Dancer’s diet-Protein

Dancer’s diet-Protein
by Vishwa Kiran

Protein is derived from both animal and plant sources. Unlike carbohydrates and fats, protein contains nitrogen, which enables it to form amino acids, the building blocks of living tissue. There are 22 specific amino acids, but nine of them must be supplied to the body through food in order to survive. These are known as essential amino acids. Foods that contain all nine essential amino acids are known as complete proteins.

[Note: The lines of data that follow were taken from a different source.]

//! Run configuration.
//!
//! Built once at process start and shared read-only by every phase.

use std::path::{Path, PathBuf};

use crate::deps::{self, DependencyFilter};
use crate::error::{PrerError, Result};
use crate::git::CloneOptions;
use crate::hosting::{GitHost, HostingConfig};
use crate::push::PushTask;
use crate::train::{self, ReleaseTrains};

#[derive(Debug, Clone)]
pub struct PrerConfig {
    /// Only gitops targets whose `release_branch_prefix` matches are promoted.
    pub release_branch: String,
    /// Build tool binary, relative to `workspace` or on `PATH`.
    pub bazel_cmd: String,
    /// Build workspace root.
    pub workspace: PathBuf,
    /// GitOps repository location.
    pub git_repo: String,
    pub git_mirror: Option<String>,
    /// Subpath of the GitOps repository holding the manifests.
    pub gitops_path: String,
    /// Parent of the temporary checkout.
    pub gitops_tmpdir: PathBuf,
    /// Fixed checkout directory; a temporary one is used when unset.
    pub gitops_dir: Option<PathBuf>,
    /// Target pattern scanned for gitops rules.
    pub target: String,
    pub push_parallelism: usize,
    /// Base of every deployment branch and target of every PR.
    pub pr_into: String,
    pub pr_title: String,
    pub pr_body: String,
    /// Source branch recorded in commit messages.
    pub branch_name: String,
    /// Source commit recorded in commit messages.
    pub git_commit: String,
    pub deploy_branch_prefix: String,
    pub deployment_branch_suffix: String,
    pub git_host: GitHost,
    pub hosting: HostingConfig,
    pub dependency_filters: Vec<DependencyFilter>,
    /// Pre-resolved push commands; bypasses the dependency query.
    pub resolved_pushes: Vec<PushTask>,
    /// Explicit trains; bypasses train discovery.
    pub resolved_trains: Option<ReleaseTrains>,
    /// Commit locally but skip pushing branches and opening PRs.
    pub dry_run: bool,
}

impl Default for PrerConfig {
    fn default() -> Self {
        Self {
            release_branch: "master".to_string(),
            bazel_cmd: "tools/bazel".to_string(),
            workspace: PathBuf::from("."),
            git_repo: String::new(),
            git_mirror: None,
            gitops_path: "cloud".to_string(),
            gitops_tmpdir: std::env::temp_dir(),
            gitops_dir: None,
            target: "//... except //experimental/...".to_string(),
            push_parallelism: 1,
            pr_into: "master".to_string(),
            pr_title: String::new(),
            pr_body: String::new(),
            branch_name: "unknown".to_string(),
            git_commit: "unknown".to_string(),
            deploy_branch_prefix: "deploy/".to_string(),
            deployment_branch_suffix: String::new(),
            git_host: GitHost::Bitbucket,
            hosting: HostingConfig::default(),
            dependency_filters: deps::filters_from_flags::<&str>(&[], &[], &[]),
            resolved_pushes: Vec::new(),
            resolved_trains: None,
            dry_run: false,
        }
    }
}

impl PrerConfig {
    /// Set explicit trains from `train:command` pairs. No pairs keeps discovery.
    pub fn with_resolved_binaries<S: AsRef<str>>(mut self, pairs: &[S]) -> Result<Self> {
        self.resolved_trains = if pairs.is_empty() {
            None
        } else {
            Some(train::from_resolved_binaries(pairs)?)
        };
        Ok(self)
    }

    /// Set pre-resolved push commands.
    pub fn with_resolved_pushes<S: AsRef<str>>(mut self, commands: &[S]) -> Result<Self> {
        self.resolved_pushes = commands
            .iter()
            .map(|c| PushTask::resolved(c.as_ref()))
            .collect::<Result<_>>()?;
        Ok(self)
    }

    /// Anchor every relative location at the workspace.
    ///
    /// Build tool subprocesses run inside the workspace while git runs from
    /// the checkout, so a checkout path that is relative to the process
    /// directory would render and commit in two different places.
    pub fn with_absolute_paths(mut self) -> Result<Self> {
        if self.workspace.is_relative() {
            self.workspace = std::env::current_dir()?.join(&self.workspace);
        }
        let ws = self.workspace.clone();
        self.gitops_tmpdir = ws.join(&self.gitops_tmpdir);
        self.gitops_dir = self.gitops_dir.map(|dir| ws.join(dir));
        self.git_repo = anchor_local(&ws, &self.git_repo);
        self.git_mirror = self.git_mirror.map(|m| anchor_local(&ws, &m));
        Ok(self)
    }

    /// Reject settings that would only fail halfway through a run.
    pub fn validate(&self) -> Result<()> {
        if self.push_parallelism == 0 {
            return Err(PrerError::InvalidConfig(
                "push_parallelism must be at least 1".to_string(),
            ));
        }
        if self.pr_into.is_empty() {
            return Err(PrerError::InvalidConfig(
                "gitops_pr_into must not be empty".to_string(),
            ));
        }
        Ok(())
    }

    /// Deployment branch of `train`.
    pub fn branch_for(&self, train: &str) -> String {
        train::branch_name(&self.deploy_branch_prefix, train, &self.deployment_branch_suffix)
    }

    /// PR title for `branch`, falling back to a generated one.
    pub fn pr_title_for(&self, branch: &str) -> String {
        if self.pr_title.is_empty() {
            format!("GitOps deployment {branch}")
        } else {
            self.pr_title.clone()
        }
    }

    /// PR body for `branch`, falling back to the branch name.
    pub fn pr_body_for(&self, branch: &str) -> String {
        if self.pr_body.is_empty() {
            branch.to_string()
        } else {
            self.pr_body.clone()
        }
    }

    /// Clone options for a checkout in `dir`.
    pub fn clone_options(&self, dir: PathBuf) -> CloneOptions {
        CloneOptions {
            repo: self.git_repo.clone(),
            dir,
            mirror: self.git_mirror.clone().filter(|m| !m.is_empty()),
            base_branch: self.pr_into.clone(),
            subpath: self.gitops_path.clone(),
            branch_prefix: self.deploy_branch_prefix.clone(),
        }
    }
}

/// Join a relative local repository path onto `ws`. URLs and scp-style
/// `host:path` locations are returned as given.
fn anchor_local(ws: &Path, location: &str) -> String {
    if location.is_empty() || location.contains("://") {
        return location.to_string();
    }
    if let Some((host, _)) = location.split_once(':') {
        if !host.contains('/') {
            return location.to_string();
        }
    }
    if Path::new(location).is_absolute() {
        return location.to_string();
    }
    ws.join(location).to_string_lossy().into_owned()
}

Key functions of protein include:

Structural- Protein is the major component of muscles, tendons, ligaments and bone matrix.
Fluid balance- without protein, blood pressure forces fluid into the cells and the body becomes bloated.
Protein is needed to synthesize many hormones.
Protein is needed to form all enzymes. Enzymes are catalysts in chemical reactions.
Acid/ base (pH) balance. Without protein the body becomes acidic.
Formation of antibodies.
Body stores of protein can be converted to glucose in starvation.
Protein supplies 4 kcal of energy per gram.

The average adult only needs about 0.8 grams of protein per kg body weight to stay healthy. To estimate your protein needs, multiply your body weight in pounds by 0.36. For example, a 115 lb(52 kilos) dancer would require about 41 grams of protein a day ( 115 lb* 0.36 + 41.4 grams of protein).

Dancers tend to consume more protein than they need. Because many dancers also eat too few carbohydrates, some of this protein must then be converted to glucose. Too much protein is hard on the kidneys and can lead to a diet high in saturated fat if too much is from animal sources.

For most people, protein should represent about 10- 20 percent of the total dietary intake. Of the protein one does consume, about 20 percent needs to be “complete”, that is, contain all nine essential amino acids. Complete proteins include meat, fish and poultry; however, all nine essential amino acids can also be derived by specific combinations of nonanimal proteins. For our 52 kilos dancer, 20 percent of her 41 grams of protein, or 8.2 grams, should be complete protein.

There continues to be controversy over how much protein a person engaged in athletic activity needs for optimal performance. It is observed that protein may be lost through strenuous work and sweating, It is found that many female dancers have difficulty trying to lose weight with protein intakes of 10- 1 5 percent and fat intakes below 25%, especially on diets under 1200 kcal.

It is necessary that dancers maintain a standard intake of proteins on a daily basis. Recommended intake for dancers- protein- 15-20 % of total intake, 20% of protein intake should be essential amino acids (Chicken, fish, beef, pork or nonanimal complimentary proteins).